Genome-wide association studies have identified statistically significant associations between genetic variants in or near the IKZF1 gene and several autoimmune disorders. IKZF1, encoding the transcription factor Ikaros, produces at least 10 distinct transcripts via alternative splicing. To explore the role of alternative splicing of IKZF1 in mature T cells, we generated a panel of Jurkat T-cell clones with various truncating mutations in IKZF1 exon 4, exon 6 or both. Differences among clones in gene expression, chromatin accessibility, and protein abundance were assessed by RNA-seq, ATAC-seq and immunoblotting. Clones with single targeting events in either exon 4 or 6 clustered separately from double-targeted clones on multiple parameters, but overall, clone responses were highly heterogeneous. Perturbation of IKZF1 splicing resulted in significant differences in expression and chromatin accessibility of other autoimmunity-associated genes and elicited compensatory expression changes in other IKZF family members. Our results suggest that even modest perturbations of IKZF1 splicing can have significant effects on gene expression and function in mature T cells.

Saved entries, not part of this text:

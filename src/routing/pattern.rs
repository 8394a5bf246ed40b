//! Route id parsing.
//!
//! Turns a path template such as `/blog/[slug]` or `/[[lang]]/[...rest]`
//! into a regular expression and its ordered parameter bindings.
//!
//! # Grammar
//! - `[name]`: one segment
//! - `[[name]]`: optional; as a whole segment the segment itself may be absent
//! - `[...name]`: rest; as a whole segment it spans zero or more segments
//! - `=matcher` after the name constrains the value with a named matcher
//! - `(group)` segments organise routes without affecting the path
//! - `[x+2f]` and `[u+002f]` encode a literal character by code point

use std::sync::OnceLock;

use regex::Regex;
use thiserror::Error;

use crate::config::schema::RouteParam;

static PARAM: OnceLock<Regex> = OnceLock::new();
static REST_SEGMENT: OnceLock<Regex> = OnceLock::new();
static OPTIONAL_SEGMENT: OnceLock<Regex> = OnceLock::new();

fn param_grammar() -> &'static Regex {
    PARAM.get_or_init(|| {
        Regex::new(r"^(\[)?(\.\.\.)?(\w+)(?:=(\w+))?(\])?$").expect("param grammar")
    })
}

fn rest_segment() -> &'static Regex {
    REST_SEGMENT
        .get_or_init(|| Regex::new(r"^\[\.\.\.(\w+)(?:=(\w+))?\]$").expect("rest grammar"))
}

fn optional_segment() -> &'static Regex {
    OPTIONAL_SEGMENT.get_or_init(|| {
        Regex::new(r"^\[\[(\w+)(?:=(\w+))?\]\]$").expect("optional grammar")
    })
}

/// Errors raised while parsing a route id.
#[derive(Debug, Clone, PartialEq, Eq, Error)]
pub enum PatternError {
    #[error("route id {0} must start with '/'")]
    NotAbsolute(String),

    #[error(
        "invalid param [{0}]; params and matcher names can only contain underscores and \
         alphanumeric characters"
    )]
    InvalidParam(String),

    #[error("invalid character escape [{0}]")]
    InvalidEscape(String),

    #[error("invalid pattern: {0}")]
    Regex(String),
}

impl From<regex::Error> for PatternError {
    fn from(e: regex::Error) -> Self {
        PatternError::Regex(e.to_string())
    }
}

/// Pattern source and params derived from a route id.
#[derive(Debug, Clone, PartialEq, Eq)]
pub struct ParsedRoute {
    pub pattern: String,
    pub params: Vec<RouteParam>,
}

/// Parse a route id into a pattern and its parameter bindings.
pub fn parse_route_id(id: &str) -> Result<ParsedRoute, PatternError> {
    if !id.starts_with('/') {
        return Err(PatternError::NotAbsolute(id.to_string()));
    }
    if id == "/" {
        return Ok(ParsedRoute {
            pattern: "^/$".to_string(),
            params: Vec::new(),
        });
    }

    let mut params = Vec::new();
    let mut pattern = String::from("^");

    for segment in route_segments(id) {
        if let Some(caps) = rest_segment().captures(segment) {
            params.push(param(&caps[1], caps.get(2).map(|m| m.as_str()), false, true, true));
            pattern.push_str("(?:/(.*))?");
            continue;
        }

        if let Some(caps) = optional_segment().captures(segment) {
            params.push(param(&caps[1], caps.get(2).map(|m| m.as_str()), true, false, true));
            pattern.push_str("(?:/([^/]+))?");
            continue;
        }

        if segment.is_empty() {
            continue;
        }

        pattern.push('/');
        for (i, part) in split_segment(segment).into_iter().enumerate() {
            match part {
                Part::Literal(text) => pattern.push_str(&escape(text)),
                Part::Dynamic(content) => {
                    if let Some(literal) = decode_escape(content)? {
                        pattern.push_str(&escape(&literal));
                        continue;
                    }

                    let caps = param_grammar()
                        .captures(content)
                        .ok_or_else(|| PatternError::InvalidParam(content.to_string()))?;
                    let optional = caps.get(1).is_some();
                    let rest = caps.get(2).is_some();
                    // A rest param opening its segment may swallow separators.
                    let chained = rest && i == 1 && segment.starts_with('[');

                    let matcher = caps.get(4).map(|m| m.as_str());
                    params.push(param(&caps[3], matcher, optional, rest, chained));
                    pattern.push_str(if rest {
                        "(.*?)"
                    } else if optional {
                        "([^/]*)?"
                    } else {
                        "([^/]+?)"
                    });
                }
            }
        }
    }

    pattern.push_str("/?$");
    Ok(ParsedRoute { pattern, params })
}

/// Path segments of a route id, minus `(group)` segments.
pub fn route_segments(id: &str) -> impl Iterator<Item = &str> {
    id[1..].split('/').filter(|segment| !is_group(segment))
}

fn is_group(segment: &str) -> bool {
    segment.len() > 2
        && segment.starts_with('(')
        && segment.ends_with(')')
        && !segment[1..segment.len() - 1].contains(')')
}

fn param(
    name: &str,
    matcher: Option<&str>,
    optional: bool,
    rest: bool,
    chained: bool,
) -> RouteParam {
    RouteParam {
        name: name.to_string(),
        matcher: matcher.map(str::to_string),
        optional,
        rest,
        chained,
    }
}

#[derive(Debug, PartialEq, Eq)]
enum Part<'a> {
    Literal(&'a str),
    Dynamic(&'a str),
}

/// Split a segment into alternating literal and `[...]` parts.
///
/// The first part is always a literal (possibly empty), so dynamic parts sit
/// at odd positions. A bracket group closes at the first `]` that is not
/// followed by another `]`, which keeps `[[name]]` in one piece.
fn split_segment(segment: &str) -> Vec<Part<'_>> {
    let bytes = segment.as_bytes();
    let mut parts = Vec::new();
    let mut literal_start = 0;
    let mut i = 0;

    while i < bytes.len() {
        if bytes[i] == b'[' {
            let close = (i + 2..bytes.len())
                .find(|&j| bytes[j] == b']' && bytes.get(j + 1) != Some(&b']'));
            if let Some(close) = close {
                parts.push(Part::Literal(&segment[literal_start..i]));
                parts.push(Part::Dynamic(&segment[i + 1..close]));
                i = close + 1;
                literal_start = i;
                continue;
            }
        }
        i += 1;
    }

    parts.push(Part::Literal(&segment[literal_start..]));
    parts
}

/// Decode `x+HH` and `u+HHHH[-HHHH...]` escapes.
fn decode_escape(content: &str) -> Result<Option<String>, PatternError> {
    let invalid = || PatternError::InvalidEscape(content.to_string());

    if let Some(hex) = content.strip_prefix("x+") {
        let byte = u8::from_str_radix(hex, 16).map_err(|_| invalid())?;
        return Ok(Some(char::from(byte).to_string()));
    }

    if let Some(codes) = content.strip_prefix("u+") {
        return codes
            .split('-')
            .map(|code| {
                u32::from_str_radix(code, 16)
                    .ok()
                    .and_then(char::from_u32)
                    .ok_or_else(invalid)
            })
            .collect::<Result<String, _>>()
            .map(Some);
    }

    Ok(None)
}

/// Escape literal route text for use in a pattern.
///
/// Characters the browser percent-encodes in a pathname are matched in their
/// encoded form.
fn escape(text: &str) -> String {
    let mut out = String::with_capacity(text.len());
    for c in text.chars() {
        match c {
            '%' => out.push_str("%25"),
            '/' => out.push_str("%2[Ff]"),
            '?' => out.push_str("%3[Ff]"),
            '#' => out.push_str("%23"),
            _ => out.push_str(&regex::escape(c.encode_utf8(&mut [0; 4]))),
        }
    }
    out
}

Overall design: Exons 4 and 6 of the human IKZF1 gene in Jurkat cell lines were edited using CRISPR/Cas9. Gene expression profiling was performed using RNA-seq of four WT clones, seven clones with edits in IKZF1 exon 4, five clones with edits in IKZF1 exon 6, and eight clones with edits in IKZF1 exons 4 and 6. Analysis of gene expression was performed comparing WT clones to CRISPR-edited clones based on exons edited and protein detection.